*** Begin section ***
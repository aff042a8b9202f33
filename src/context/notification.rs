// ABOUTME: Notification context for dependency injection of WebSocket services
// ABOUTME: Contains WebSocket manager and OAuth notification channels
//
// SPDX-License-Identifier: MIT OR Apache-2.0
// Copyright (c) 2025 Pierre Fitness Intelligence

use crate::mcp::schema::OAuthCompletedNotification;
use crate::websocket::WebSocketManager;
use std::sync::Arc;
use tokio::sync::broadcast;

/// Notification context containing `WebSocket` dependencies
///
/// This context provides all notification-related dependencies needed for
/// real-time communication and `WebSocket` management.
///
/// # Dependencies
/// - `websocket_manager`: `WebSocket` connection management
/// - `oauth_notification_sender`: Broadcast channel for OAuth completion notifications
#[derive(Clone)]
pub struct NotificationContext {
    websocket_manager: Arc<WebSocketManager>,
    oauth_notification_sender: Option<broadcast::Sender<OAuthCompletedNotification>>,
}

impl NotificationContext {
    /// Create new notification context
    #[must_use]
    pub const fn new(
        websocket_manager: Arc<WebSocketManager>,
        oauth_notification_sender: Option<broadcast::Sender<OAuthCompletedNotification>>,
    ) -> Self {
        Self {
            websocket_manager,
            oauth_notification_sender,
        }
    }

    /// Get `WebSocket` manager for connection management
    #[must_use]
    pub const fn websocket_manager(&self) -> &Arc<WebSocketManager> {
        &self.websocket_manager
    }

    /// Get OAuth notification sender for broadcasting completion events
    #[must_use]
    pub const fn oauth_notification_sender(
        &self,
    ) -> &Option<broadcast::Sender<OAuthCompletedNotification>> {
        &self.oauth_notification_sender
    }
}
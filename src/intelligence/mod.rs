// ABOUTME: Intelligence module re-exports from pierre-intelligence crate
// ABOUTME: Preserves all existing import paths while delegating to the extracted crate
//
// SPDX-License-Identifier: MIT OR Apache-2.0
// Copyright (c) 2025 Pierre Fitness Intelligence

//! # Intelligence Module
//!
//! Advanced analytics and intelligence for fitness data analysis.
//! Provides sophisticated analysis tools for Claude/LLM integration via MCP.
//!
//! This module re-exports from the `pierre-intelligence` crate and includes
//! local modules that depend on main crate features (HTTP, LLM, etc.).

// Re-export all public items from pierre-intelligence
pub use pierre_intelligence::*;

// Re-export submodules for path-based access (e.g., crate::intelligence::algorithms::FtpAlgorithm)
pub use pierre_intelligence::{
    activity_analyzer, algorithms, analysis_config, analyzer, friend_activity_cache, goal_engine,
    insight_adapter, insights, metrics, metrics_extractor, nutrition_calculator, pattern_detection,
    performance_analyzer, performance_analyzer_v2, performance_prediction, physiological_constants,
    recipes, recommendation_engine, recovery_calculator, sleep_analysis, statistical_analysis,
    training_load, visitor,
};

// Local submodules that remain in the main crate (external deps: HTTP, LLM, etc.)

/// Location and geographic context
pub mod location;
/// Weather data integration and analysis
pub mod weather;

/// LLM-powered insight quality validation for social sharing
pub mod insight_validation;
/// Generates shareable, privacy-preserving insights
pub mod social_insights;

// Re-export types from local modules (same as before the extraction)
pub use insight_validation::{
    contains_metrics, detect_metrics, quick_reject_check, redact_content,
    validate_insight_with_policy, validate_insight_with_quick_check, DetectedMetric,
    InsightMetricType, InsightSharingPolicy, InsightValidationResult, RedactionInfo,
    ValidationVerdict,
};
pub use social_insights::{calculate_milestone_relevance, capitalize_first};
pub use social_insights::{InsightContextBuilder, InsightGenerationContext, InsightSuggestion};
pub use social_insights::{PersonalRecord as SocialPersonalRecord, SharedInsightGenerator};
*** End section ***
*** Begin section ***
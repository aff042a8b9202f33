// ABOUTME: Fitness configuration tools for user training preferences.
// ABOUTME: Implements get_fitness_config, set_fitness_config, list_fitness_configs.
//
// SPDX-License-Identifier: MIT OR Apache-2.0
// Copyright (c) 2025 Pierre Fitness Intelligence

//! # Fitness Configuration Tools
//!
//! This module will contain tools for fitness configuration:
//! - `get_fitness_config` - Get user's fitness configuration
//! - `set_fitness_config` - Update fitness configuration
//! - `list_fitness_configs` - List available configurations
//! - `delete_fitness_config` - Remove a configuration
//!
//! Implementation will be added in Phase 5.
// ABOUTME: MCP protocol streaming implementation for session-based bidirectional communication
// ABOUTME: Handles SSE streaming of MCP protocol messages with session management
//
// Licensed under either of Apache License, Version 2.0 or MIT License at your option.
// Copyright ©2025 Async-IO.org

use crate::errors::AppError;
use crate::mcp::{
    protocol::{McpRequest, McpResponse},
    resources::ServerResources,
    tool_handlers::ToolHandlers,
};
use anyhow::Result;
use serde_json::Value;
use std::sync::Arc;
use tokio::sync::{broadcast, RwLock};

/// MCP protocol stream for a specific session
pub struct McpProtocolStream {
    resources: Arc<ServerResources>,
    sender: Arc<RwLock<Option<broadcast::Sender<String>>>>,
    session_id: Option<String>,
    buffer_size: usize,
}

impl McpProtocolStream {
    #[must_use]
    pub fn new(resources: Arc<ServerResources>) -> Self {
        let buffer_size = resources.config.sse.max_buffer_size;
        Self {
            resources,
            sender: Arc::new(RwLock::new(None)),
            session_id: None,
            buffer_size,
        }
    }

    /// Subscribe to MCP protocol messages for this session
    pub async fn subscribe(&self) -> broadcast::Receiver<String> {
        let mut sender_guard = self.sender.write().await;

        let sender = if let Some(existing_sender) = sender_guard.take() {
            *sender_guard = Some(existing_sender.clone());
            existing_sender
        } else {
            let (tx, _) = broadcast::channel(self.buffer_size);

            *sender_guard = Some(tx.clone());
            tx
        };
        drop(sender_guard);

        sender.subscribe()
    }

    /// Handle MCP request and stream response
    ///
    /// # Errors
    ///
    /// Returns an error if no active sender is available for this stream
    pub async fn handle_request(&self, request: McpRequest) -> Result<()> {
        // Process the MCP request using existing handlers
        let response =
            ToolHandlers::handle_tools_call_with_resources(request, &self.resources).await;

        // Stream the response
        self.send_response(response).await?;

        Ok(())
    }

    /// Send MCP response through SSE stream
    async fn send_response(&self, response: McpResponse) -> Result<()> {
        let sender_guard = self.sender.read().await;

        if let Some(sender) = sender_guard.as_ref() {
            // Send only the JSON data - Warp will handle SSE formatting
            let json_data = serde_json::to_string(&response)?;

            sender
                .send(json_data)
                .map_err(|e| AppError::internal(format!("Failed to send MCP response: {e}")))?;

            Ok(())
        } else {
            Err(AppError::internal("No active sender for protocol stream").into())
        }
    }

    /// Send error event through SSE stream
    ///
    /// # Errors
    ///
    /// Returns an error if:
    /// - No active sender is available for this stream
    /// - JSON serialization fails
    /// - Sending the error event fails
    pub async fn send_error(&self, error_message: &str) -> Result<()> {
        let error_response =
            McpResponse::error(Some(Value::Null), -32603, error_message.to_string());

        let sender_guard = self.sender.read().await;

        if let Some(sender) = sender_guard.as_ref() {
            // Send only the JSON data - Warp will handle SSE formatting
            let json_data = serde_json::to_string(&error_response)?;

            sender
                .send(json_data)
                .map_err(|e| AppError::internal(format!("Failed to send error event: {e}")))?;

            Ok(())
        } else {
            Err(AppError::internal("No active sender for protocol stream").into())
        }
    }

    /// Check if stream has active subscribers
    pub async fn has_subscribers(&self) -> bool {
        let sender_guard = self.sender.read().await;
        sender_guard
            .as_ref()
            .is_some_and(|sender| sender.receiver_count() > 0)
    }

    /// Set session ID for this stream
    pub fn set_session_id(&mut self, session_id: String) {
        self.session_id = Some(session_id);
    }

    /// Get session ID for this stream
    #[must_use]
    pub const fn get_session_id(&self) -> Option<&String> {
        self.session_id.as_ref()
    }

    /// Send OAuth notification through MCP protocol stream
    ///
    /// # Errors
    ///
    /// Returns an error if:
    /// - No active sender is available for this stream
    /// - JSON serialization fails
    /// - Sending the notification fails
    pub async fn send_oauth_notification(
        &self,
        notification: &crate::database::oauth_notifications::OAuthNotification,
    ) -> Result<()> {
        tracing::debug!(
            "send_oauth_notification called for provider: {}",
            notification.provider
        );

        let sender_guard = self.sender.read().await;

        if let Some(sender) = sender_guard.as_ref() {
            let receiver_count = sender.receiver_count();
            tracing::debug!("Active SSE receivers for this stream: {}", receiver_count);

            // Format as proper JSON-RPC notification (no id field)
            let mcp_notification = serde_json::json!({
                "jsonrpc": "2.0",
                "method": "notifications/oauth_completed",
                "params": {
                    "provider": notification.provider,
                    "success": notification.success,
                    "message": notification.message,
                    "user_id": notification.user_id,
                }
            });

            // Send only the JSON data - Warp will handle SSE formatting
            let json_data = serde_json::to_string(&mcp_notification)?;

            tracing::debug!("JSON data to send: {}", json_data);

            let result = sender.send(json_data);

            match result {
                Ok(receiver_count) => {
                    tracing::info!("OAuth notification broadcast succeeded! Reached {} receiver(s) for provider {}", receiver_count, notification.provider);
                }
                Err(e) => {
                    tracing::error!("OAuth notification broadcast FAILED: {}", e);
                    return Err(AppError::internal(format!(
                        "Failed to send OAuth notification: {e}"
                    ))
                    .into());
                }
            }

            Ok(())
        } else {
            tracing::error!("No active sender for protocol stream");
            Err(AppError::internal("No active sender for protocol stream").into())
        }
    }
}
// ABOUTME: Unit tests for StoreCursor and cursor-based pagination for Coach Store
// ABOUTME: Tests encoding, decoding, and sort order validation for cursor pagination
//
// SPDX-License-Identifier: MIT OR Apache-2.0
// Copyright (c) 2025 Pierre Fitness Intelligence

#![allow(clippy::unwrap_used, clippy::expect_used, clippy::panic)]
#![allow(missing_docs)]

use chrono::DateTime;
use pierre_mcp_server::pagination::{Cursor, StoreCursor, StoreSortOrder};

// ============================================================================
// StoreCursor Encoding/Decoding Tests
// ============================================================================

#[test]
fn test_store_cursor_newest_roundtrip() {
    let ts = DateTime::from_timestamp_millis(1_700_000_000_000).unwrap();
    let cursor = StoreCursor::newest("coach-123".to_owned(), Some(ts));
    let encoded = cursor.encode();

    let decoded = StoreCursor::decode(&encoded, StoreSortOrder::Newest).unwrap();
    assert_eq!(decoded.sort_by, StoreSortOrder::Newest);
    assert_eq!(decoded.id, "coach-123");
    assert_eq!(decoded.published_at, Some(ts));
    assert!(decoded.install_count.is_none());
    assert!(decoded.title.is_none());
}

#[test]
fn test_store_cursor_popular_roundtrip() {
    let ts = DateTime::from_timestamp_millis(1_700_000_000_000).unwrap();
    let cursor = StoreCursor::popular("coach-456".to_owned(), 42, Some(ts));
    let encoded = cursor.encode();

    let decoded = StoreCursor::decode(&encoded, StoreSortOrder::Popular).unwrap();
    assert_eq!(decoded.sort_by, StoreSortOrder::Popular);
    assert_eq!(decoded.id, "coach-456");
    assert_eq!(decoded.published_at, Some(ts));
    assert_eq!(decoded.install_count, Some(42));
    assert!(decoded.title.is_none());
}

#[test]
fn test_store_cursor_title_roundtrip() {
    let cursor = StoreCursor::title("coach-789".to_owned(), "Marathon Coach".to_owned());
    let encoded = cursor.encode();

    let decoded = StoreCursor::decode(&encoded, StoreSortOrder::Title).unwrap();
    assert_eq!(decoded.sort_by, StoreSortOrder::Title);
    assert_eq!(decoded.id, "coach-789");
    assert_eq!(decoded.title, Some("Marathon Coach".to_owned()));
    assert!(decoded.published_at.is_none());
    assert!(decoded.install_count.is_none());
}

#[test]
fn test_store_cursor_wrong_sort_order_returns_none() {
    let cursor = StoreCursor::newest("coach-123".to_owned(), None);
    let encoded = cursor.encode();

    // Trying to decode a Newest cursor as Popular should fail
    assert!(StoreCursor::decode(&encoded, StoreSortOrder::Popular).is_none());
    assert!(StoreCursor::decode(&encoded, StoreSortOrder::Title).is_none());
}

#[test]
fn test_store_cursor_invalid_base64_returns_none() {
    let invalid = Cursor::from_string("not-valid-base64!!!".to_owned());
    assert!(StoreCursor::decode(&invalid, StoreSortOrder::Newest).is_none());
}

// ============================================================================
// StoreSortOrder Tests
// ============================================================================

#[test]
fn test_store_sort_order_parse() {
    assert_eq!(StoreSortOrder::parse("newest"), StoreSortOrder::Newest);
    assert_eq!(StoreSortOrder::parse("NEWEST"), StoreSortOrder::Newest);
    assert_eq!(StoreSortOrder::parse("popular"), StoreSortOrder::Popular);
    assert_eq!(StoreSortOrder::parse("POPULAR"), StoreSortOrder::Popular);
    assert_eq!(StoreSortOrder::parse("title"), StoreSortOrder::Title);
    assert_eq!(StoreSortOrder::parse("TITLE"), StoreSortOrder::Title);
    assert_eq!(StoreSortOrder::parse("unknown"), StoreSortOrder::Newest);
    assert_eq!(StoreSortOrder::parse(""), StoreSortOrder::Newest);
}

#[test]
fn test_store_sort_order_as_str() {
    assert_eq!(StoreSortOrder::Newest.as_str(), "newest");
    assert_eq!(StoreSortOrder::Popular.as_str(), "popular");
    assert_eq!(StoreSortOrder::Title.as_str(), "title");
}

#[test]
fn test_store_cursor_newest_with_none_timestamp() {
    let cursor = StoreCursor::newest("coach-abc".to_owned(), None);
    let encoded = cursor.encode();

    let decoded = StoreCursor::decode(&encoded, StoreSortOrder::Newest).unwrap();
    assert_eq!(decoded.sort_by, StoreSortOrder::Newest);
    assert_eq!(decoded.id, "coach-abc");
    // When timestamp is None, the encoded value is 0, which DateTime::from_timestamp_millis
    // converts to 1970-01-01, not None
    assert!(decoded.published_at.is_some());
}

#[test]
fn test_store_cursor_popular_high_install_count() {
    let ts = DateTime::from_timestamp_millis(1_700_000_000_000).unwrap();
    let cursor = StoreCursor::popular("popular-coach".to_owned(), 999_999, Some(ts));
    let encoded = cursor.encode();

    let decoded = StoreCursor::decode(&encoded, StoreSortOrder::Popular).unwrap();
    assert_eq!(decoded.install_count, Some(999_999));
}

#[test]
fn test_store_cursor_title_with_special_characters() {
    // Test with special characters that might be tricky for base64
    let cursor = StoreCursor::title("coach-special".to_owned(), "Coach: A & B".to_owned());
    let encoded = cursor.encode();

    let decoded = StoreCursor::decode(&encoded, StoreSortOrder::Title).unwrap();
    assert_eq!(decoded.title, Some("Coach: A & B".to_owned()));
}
*** End section ***
TO DO:
Out of the data above, set down the lines from the one with "Update fitness configuration" to the one with "in Phase 5.", both included, exactly as written and with no additions.

SOLVED PROBLEM:
//! - `set_fitness_config` - Update fitness configuration
//! - `list_fitness_configs` - List available configurations
//! - `delete_fitness_config` - Remove a configuration
//!
//! Implementation will be added in Phase 5.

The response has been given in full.